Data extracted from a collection
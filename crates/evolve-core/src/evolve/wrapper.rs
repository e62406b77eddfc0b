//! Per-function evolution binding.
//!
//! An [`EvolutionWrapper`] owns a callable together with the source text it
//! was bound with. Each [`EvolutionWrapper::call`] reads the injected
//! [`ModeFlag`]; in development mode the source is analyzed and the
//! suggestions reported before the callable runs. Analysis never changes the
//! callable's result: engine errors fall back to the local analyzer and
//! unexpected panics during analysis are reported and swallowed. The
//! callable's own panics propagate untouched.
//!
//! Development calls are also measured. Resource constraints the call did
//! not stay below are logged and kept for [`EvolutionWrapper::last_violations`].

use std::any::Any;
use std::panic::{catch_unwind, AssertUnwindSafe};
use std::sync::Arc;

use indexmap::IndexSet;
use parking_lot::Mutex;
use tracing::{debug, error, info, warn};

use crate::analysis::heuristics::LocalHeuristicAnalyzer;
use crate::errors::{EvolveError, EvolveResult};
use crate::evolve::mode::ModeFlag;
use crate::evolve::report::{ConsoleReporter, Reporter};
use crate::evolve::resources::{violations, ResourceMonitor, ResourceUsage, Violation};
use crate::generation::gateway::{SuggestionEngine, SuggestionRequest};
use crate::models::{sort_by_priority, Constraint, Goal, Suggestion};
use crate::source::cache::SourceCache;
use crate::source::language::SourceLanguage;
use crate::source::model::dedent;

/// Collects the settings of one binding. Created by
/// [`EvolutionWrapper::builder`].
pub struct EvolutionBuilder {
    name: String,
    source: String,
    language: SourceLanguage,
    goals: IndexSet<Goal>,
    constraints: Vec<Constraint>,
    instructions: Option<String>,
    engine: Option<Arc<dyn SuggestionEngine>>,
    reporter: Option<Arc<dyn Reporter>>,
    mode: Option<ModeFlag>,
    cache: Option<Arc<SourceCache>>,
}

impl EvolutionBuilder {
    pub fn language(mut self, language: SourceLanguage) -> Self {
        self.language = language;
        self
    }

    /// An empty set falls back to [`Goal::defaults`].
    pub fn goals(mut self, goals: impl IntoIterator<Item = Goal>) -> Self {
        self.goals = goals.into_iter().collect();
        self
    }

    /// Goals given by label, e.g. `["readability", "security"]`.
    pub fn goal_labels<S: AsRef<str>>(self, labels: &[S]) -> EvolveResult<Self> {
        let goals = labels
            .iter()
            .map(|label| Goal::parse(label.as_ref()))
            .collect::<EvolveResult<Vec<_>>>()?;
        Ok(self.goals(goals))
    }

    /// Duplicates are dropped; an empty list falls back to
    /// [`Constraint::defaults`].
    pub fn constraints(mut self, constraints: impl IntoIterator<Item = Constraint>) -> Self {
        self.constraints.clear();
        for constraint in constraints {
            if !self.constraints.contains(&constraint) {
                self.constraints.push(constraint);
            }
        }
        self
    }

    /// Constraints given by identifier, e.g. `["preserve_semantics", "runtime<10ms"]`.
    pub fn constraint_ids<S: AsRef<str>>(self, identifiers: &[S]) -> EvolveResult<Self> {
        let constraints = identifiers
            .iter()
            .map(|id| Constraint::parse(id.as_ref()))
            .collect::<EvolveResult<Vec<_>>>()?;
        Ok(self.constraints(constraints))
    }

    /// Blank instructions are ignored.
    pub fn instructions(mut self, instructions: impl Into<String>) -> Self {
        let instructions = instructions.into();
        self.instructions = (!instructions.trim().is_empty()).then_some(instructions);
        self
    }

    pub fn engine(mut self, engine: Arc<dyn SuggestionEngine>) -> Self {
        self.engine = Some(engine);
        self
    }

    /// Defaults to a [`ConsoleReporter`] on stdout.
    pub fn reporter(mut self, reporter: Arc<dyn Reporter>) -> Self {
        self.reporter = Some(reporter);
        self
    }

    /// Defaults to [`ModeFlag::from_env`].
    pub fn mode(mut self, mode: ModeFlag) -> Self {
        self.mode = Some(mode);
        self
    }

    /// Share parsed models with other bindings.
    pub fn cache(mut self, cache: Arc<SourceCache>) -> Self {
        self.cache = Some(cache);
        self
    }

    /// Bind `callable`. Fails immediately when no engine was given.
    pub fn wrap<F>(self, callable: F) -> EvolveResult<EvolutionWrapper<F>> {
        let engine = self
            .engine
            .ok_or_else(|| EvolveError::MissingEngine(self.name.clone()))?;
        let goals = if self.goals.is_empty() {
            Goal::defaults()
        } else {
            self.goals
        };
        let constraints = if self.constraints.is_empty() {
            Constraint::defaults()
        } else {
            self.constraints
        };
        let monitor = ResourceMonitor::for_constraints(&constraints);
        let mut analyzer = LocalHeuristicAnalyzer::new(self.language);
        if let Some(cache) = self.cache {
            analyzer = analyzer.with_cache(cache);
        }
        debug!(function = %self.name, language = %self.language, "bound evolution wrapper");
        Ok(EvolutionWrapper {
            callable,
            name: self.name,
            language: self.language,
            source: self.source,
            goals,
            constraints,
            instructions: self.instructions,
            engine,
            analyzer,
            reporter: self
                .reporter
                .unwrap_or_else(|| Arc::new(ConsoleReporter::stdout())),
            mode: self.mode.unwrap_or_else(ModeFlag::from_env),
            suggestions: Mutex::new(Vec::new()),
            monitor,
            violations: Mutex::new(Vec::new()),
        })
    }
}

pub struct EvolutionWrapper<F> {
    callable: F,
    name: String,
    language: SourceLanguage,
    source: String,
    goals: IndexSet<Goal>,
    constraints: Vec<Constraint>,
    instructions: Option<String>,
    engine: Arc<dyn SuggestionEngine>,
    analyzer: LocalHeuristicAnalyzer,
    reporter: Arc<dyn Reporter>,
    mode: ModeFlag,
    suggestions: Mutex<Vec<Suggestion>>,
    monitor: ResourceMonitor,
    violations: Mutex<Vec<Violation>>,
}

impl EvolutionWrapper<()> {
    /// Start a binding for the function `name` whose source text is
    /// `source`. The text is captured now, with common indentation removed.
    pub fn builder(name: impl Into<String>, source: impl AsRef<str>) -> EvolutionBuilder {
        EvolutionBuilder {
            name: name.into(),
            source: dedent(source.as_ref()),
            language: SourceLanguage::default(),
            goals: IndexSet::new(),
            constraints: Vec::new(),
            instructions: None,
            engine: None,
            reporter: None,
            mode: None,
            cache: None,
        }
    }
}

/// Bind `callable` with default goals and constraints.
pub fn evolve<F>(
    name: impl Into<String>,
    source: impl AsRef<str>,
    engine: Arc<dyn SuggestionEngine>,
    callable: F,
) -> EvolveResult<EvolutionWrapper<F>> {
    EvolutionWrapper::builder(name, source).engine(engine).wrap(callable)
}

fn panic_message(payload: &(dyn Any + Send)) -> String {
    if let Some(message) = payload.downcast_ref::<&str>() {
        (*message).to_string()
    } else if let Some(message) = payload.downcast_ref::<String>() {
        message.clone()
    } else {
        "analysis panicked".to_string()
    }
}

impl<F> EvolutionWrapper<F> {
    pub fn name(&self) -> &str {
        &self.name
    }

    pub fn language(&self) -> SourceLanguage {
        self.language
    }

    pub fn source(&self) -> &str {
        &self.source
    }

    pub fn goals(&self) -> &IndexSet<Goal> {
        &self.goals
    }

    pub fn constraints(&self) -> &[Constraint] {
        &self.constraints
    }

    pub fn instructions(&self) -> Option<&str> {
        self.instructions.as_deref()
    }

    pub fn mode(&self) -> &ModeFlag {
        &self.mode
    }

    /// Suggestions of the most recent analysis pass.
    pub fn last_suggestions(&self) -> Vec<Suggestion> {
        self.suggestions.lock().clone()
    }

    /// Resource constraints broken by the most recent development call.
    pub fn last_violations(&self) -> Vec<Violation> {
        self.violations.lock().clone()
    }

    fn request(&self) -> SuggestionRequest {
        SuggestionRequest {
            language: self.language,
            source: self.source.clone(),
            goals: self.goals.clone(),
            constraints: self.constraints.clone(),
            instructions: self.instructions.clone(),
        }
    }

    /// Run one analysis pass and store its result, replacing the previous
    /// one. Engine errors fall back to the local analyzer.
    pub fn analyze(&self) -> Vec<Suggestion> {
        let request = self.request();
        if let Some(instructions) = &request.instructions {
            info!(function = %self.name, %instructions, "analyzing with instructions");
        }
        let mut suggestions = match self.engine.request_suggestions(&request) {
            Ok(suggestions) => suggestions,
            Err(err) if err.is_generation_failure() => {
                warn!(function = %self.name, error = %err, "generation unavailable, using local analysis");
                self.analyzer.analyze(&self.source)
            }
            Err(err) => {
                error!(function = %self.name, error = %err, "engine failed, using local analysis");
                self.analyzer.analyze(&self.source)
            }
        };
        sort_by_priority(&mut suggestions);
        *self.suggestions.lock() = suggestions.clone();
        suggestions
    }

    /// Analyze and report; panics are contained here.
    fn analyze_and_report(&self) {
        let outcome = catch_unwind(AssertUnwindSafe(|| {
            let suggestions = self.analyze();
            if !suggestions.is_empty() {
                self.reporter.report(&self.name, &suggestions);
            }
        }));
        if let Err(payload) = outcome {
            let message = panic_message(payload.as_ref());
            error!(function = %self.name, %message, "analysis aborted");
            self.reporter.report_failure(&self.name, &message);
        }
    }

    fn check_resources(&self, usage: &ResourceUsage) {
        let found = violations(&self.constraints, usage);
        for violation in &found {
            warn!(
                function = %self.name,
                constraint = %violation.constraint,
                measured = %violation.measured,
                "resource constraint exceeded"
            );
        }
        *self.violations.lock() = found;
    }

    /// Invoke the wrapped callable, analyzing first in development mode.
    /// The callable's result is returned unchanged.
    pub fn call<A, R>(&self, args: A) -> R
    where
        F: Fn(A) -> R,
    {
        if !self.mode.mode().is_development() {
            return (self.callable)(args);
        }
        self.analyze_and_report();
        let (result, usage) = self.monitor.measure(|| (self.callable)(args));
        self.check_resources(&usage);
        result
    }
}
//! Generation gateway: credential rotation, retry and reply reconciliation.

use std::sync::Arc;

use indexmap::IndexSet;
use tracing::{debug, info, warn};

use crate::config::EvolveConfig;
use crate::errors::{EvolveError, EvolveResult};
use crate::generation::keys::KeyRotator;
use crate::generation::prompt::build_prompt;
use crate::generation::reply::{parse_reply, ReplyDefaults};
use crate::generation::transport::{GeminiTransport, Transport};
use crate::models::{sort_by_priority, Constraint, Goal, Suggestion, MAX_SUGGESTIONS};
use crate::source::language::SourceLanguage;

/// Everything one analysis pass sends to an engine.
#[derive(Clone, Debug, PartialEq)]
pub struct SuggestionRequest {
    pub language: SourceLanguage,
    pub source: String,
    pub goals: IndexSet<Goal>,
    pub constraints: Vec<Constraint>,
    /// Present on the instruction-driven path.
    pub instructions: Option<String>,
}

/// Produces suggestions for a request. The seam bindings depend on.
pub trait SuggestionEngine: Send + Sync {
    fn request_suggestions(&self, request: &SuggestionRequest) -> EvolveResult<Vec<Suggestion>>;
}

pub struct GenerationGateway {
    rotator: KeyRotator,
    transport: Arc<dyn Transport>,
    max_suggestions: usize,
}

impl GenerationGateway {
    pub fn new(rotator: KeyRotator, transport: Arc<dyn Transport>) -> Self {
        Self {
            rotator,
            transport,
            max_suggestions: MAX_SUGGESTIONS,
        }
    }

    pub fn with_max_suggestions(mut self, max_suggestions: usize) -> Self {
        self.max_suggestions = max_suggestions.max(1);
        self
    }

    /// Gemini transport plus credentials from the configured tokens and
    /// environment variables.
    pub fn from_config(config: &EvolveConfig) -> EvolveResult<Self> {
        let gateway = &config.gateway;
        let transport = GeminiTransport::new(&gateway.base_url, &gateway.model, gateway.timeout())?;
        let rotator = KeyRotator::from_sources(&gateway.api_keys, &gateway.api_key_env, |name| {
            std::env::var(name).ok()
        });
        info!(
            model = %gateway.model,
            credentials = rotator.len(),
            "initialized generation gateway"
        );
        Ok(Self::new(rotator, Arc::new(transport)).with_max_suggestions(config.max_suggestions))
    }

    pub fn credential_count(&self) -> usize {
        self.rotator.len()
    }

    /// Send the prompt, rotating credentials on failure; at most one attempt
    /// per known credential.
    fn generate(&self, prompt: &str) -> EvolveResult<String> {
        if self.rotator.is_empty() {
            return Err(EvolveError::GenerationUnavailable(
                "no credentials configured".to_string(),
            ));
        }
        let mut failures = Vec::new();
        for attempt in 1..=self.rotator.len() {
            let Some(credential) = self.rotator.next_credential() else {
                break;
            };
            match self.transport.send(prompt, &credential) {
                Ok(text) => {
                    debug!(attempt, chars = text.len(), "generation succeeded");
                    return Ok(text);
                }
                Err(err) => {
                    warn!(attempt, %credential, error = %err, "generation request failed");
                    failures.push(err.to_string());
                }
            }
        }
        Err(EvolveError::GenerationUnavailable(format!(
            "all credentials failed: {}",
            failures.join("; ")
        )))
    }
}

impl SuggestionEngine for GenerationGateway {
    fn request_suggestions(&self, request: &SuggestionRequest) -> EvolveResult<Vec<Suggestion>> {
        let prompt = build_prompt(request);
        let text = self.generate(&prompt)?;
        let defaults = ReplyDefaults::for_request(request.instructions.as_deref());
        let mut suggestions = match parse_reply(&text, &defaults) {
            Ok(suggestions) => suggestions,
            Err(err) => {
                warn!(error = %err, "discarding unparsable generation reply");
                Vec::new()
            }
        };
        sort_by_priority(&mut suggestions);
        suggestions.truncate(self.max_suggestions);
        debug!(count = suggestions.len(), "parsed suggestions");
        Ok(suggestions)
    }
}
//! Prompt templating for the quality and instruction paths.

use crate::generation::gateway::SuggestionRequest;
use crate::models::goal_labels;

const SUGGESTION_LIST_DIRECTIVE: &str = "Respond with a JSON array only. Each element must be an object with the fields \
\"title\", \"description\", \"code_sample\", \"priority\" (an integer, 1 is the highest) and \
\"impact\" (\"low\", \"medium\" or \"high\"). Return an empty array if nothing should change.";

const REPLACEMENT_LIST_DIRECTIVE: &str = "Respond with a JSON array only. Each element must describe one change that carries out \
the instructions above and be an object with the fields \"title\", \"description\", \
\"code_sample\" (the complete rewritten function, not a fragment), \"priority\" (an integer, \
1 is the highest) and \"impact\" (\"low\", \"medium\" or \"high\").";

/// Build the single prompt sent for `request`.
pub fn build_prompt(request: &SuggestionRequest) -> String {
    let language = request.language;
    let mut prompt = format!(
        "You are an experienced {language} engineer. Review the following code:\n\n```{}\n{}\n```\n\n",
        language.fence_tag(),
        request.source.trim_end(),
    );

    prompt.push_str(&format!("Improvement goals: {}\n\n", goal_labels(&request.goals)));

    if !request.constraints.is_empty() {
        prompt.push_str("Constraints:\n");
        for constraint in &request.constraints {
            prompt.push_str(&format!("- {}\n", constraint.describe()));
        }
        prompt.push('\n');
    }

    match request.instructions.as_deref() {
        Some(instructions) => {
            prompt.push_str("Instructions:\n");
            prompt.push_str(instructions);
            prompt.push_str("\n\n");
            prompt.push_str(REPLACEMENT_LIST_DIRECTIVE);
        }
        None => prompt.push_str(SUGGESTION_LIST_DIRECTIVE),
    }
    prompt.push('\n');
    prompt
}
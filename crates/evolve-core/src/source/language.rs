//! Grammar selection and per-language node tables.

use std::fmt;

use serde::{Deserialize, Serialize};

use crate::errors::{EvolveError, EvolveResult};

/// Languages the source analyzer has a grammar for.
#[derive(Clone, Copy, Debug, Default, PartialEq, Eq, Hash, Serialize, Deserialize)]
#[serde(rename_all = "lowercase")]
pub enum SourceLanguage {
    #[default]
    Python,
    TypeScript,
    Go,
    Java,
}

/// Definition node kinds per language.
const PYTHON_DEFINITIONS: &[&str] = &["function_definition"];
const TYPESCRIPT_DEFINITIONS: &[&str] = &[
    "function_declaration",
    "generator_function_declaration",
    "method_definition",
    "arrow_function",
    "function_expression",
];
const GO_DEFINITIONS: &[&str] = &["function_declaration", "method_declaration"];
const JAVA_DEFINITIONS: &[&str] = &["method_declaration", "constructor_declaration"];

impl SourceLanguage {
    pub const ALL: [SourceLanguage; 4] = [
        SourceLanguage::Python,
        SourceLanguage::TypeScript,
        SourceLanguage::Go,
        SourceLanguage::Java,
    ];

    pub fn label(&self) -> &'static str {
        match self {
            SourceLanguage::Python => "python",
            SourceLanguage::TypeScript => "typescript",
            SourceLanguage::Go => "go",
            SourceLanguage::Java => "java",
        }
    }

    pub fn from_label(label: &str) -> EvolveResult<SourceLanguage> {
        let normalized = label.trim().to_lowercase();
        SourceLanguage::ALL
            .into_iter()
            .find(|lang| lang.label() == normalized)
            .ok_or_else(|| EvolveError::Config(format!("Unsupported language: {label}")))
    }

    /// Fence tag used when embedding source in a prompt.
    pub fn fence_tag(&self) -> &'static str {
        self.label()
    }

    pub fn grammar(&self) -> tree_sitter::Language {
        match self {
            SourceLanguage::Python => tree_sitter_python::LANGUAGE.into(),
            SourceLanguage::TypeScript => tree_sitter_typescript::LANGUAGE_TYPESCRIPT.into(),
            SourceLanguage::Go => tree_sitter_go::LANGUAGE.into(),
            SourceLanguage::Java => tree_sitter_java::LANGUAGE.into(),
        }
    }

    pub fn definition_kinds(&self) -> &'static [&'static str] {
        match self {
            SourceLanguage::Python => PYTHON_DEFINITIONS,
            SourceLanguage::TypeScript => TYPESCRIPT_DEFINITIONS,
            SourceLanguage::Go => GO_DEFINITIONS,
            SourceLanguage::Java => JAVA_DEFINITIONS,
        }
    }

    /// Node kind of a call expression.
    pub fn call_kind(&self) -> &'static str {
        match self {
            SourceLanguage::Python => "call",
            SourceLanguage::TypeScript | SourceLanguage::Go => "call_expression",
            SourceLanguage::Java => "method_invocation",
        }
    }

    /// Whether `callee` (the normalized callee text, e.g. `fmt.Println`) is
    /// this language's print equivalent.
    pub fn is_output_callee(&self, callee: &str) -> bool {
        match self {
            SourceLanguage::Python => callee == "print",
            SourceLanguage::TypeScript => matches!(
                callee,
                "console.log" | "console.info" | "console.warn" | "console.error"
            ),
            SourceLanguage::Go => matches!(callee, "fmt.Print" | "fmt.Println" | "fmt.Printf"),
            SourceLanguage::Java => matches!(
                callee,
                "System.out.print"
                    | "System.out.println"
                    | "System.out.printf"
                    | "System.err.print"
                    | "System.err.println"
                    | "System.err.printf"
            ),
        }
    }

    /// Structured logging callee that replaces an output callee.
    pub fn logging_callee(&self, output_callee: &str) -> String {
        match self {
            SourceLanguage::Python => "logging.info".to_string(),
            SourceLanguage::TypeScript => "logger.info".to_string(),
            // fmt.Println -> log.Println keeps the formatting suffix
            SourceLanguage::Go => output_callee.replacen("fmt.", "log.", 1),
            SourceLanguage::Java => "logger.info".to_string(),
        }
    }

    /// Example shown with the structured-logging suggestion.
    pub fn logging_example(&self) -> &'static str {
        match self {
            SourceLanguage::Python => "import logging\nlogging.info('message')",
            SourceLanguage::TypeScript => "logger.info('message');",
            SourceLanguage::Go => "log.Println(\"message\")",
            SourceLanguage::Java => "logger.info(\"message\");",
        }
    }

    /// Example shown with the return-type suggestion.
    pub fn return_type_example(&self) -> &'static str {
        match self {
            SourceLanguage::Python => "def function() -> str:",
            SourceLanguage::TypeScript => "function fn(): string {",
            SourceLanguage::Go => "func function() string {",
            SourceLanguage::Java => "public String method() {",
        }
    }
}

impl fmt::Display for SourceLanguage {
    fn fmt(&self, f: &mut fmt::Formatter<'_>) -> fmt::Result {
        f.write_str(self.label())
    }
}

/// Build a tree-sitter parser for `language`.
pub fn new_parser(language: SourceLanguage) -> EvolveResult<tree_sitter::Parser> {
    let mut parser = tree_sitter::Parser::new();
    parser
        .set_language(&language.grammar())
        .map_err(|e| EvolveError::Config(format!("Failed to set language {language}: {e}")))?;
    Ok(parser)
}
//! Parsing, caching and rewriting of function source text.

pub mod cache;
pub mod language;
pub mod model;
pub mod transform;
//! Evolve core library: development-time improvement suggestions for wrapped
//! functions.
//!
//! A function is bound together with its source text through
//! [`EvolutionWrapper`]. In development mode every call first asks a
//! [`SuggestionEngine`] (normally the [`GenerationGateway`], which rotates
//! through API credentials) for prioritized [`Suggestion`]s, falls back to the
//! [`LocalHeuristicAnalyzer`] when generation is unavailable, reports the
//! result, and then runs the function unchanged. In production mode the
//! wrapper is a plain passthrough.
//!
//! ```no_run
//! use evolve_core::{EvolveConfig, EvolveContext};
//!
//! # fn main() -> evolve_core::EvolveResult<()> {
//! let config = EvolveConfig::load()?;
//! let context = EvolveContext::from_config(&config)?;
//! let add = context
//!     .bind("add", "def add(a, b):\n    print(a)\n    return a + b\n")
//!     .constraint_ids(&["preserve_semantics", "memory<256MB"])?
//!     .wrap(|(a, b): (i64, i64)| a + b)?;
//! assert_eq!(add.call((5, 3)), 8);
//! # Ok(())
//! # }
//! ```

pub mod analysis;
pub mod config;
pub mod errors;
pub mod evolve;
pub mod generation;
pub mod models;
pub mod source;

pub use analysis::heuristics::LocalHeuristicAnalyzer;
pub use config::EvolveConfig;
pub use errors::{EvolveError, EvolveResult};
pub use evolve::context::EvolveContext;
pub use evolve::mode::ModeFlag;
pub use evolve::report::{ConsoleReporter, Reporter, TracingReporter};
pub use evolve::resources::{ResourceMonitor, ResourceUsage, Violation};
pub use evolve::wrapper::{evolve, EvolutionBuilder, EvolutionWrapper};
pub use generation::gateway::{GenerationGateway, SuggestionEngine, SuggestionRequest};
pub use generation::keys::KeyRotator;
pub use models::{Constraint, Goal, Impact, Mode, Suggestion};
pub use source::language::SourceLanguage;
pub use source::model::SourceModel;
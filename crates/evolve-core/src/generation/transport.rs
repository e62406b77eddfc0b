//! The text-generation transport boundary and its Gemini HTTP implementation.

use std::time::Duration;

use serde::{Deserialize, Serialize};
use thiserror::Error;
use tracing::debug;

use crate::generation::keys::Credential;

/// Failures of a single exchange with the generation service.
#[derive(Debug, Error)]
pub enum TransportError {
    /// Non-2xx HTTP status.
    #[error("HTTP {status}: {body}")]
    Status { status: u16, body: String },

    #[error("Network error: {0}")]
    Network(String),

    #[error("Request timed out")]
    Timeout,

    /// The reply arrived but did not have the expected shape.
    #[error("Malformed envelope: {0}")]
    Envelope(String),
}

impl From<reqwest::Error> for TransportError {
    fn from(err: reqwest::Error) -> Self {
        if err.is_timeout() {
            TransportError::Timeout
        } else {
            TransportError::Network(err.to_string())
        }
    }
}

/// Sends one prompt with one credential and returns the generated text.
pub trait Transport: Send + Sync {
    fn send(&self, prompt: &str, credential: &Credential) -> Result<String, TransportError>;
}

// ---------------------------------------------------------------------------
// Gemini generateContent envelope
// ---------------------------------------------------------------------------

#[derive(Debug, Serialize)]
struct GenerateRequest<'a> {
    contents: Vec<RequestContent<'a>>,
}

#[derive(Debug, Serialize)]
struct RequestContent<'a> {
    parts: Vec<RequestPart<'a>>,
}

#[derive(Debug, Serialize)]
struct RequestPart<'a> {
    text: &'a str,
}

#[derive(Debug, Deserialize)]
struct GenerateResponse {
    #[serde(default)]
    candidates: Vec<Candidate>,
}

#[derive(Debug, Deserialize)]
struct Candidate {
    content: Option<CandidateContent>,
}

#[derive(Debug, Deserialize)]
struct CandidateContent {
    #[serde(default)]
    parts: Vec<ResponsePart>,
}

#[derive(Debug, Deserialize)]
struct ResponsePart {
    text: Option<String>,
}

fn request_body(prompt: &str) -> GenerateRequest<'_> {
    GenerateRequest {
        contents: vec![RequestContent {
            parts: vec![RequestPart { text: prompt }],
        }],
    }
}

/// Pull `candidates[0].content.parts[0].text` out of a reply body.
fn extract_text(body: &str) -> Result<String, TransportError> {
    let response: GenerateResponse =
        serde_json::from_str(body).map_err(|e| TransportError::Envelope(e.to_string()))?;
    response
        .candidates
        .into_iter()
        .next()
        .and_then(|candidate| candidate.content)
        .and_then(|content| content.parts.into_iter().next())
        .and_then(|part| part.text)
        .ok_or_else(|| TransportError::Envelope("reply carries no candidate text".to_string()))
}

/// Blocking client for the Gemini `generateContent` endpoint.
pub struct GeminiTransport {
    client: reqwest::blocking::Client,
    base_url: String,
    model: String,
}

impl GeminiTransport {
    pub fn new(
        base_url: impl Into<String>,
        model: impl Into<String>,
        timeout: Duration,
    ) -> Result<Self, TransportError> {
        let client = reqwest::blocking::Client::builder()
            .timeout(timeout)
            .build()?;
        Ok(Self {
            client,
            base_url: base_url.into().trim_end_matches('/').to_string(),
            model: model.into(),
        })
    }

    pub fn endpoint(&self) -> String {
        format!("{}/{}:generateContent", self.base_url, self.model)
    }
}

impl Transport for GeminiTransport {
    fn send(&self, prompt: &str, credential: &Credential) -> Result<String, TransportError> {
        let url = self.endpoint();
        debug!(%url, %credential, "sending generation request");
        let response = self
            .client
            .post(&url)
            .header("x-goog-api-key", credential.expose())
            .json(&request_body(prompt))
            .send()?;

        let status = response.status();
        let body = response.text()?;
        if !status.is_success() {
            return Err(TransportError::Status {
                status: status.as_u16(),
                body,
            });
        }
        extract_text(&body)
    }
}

◆ PROBLEM TO WORK ON
Print the records above verbatim from their first line to the line containing "reads the injected", both included, and stop there.

◆ RESPONSE TO THE TASK
filename crates/evolve-core/src/evolve/wrapper.rs
repository e62406b77eddfc0b
//! Per-function evolution binding.
//!
//! An [`EvolutionWrapper`] owns a callable together with the source text it
//! was bound with. Each [`EvolutionWrapper::call`] reads the injected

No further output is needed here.